Task:
From the line with "#[derive(Clone)]" through the line with "claims.insert(KIND_CLAIM.into(), Value::from(kind.as_str()));", inclusive, return each line of the data below exactly and leave the rest out.
---------- The input ----------
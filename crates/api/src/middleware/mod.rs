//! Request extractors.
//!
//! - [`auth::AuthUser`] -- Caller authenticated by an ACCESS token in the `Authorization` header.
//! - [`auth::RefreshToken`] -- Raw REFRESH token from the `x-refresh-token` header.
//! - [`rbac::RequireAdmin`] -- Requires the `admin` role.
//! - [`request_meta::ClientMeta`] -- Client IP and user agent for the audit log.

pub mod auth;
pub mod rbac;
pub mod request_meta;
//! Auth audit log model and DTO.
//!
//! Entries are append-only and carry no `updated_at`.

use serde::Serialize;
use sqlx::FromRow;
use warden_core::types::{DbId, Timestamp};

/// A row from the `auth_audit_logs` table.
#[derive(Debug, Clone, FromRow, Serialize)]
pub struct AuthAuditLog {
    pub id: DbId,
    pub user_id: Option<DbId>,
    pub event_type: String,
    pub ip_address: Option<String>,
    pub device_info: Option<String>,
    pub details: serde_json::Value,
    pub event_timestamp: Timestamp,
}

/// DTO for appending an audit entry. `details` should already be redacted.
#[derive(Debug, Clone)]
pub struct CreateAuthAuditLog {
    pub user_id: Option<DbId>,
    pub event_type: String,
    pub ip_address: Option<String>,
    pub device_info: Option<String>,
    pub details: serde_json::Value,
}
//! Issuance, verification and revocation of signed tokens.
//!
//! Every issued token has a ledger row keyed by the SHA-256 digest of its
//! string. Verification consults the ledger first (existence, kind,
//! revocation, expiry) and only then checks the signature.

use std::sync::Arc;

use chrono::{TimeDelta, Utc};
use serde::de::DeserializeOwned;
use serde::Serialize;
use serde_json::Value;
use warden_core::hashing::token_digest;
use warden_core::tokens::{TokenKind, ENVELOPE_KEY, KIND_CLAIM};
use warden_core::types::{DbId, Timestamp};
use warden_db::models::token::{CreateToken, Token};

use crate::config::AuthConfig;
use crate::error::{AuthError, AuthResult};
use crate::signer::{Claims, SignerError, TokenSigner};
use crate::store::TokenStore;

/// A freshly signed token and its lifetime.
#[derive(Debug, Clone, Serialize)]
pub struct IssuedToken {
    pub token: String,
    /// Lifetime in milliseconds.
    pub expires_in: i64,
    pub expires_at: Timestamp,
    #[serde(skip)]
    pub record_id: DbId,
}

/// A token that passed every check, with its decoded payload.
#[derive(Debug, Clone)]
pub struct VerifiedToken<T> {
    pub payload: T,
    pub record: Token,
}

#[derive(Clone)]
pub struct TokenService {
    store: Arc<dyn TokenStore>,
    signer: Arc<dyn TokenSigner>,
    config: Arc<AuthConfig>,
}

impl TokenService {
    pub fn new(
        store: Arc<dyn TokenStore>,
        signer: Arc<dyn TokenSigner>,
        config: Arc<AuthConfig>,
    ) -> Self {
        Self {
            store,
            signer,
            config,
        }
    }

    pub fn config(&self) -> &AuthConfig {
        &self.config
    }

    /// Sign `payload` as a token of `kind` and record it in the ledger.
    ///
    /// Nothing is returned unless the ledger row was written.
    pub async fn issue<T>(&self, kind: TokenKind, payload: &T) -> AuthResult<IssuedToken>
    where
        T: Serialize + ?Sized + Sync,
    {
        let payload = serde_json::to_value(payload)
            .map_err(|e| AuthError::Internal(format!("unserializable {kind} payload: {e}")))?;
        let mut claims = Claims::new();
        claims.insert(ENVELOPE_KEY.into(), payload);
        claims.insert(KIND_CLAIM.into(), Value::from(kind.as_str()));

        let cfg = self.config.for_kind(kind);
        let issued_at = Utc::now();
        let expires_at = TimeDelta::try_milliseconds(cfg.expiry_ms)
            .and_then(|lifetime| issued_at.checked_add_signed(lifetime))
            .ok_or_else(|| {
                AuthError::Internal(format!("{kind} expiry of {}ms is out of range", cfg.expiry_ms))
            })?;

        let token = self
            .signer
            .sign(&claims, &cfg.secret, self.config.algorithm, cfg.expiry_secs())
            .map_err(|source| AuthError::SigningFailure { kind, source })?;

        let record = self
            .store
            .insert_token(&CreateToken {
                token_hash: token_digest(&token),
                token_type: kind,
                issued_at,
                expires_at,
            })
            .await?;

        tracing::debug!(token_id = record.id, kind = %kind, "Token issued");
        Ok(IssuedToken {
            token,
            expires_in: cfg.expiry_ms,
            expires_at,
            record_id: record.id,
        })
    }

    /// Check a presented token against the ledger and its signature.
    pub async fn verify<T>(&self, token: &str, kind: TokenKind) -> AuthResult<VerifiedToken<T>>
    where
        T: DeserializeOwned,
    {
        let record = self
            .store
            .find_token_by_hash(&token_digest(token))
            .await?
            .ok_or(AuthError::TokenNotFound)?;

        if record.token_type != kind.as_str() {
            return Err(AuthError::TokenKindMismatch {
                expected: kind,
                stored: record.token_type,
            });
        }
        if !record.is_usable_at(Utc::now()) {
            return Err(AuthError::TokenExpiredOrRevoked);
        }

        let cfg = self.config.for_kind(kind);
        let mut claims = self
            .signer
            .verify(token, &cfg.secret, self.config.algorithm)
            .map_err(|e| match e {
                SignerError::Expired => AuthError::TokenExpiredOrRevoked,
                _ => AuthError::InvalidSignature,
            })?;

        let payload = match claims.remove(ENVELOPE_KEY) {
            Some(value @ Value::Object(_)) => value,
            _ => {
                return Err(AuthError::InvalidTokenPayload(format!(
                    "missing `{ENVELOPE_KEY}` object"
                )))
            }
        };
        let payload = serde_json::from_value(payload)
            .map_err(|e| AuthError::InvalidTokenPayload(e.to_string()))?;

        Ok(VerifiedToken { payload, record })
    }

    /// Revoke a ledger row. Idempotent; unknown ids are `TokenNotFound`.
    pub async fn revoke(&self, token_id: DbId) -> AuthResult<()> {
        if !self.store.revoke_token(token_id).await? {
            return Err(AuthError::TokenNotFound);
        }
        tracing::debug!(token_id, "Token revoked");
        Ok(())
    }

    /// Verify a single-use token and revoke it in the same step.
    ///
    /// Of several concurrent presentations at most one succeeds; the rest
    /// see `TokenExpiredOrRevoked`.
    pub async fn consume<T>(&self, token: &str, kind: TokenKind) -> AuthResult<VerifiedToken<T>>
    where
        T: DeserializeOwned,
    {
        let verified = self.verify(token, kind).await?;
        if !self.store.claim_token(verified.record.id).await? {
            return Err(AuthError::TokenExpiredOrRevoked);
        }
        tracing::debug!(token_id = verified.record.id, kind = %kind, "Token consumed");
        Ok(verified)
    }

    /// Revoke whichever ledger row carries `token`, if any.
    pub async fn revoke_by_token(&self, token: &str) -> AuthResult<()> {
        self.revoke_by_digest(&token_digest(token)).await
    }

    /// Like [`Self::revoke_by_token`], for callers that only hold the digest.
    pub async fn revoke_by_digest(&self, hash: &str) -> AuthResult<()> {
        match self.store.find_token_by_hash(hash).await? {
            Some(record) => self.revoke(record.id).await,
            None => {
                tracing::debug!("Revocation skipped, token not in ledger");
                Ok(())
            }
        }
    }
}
----------
Solved exercise:
#[derive(Clone)]
pub struct TokenService {
    store: Arc<dyn TokenStore>,
    signer: Arc<dyn TokenSigner>,
    config: Arc<AuthConfig>,
}

impl TokenService {
    pub fn new(
        store: Arc<dyn TokenStore>,
        signer: Arc<dyn TokenSigner>,
        config: Arc<AuthConfig>,
    ) -> Self {
        Self {
            store,
            signer,
            config,
        }
    }

    pub fn config(&self) -> &AuthConfig {
        &self.config
    }

    /// Sign `payload` as a token of `kind` and record it in the ledger.
    ///
    /// Nothing is returned unless the ledger row was written.
    pub async fn issue<T>(&self, kind: TokenKind, payload: &T) -> AuthResult<IssuedToken>
    where
        T: Serialize + ?Sized + Sync,
    {
        let payload = serde_json::to_value(payload)
            .map_err(|e| AuthError::Internal(format!("unserializable {kind} payload: {e}")))?;
        let mut claims = Claims::new();
        claims.insert(ENVELOPE_KEY.into(), payload);
        claims.insert(KIND_CLAIM.into(), Value::from(kind.as_str()));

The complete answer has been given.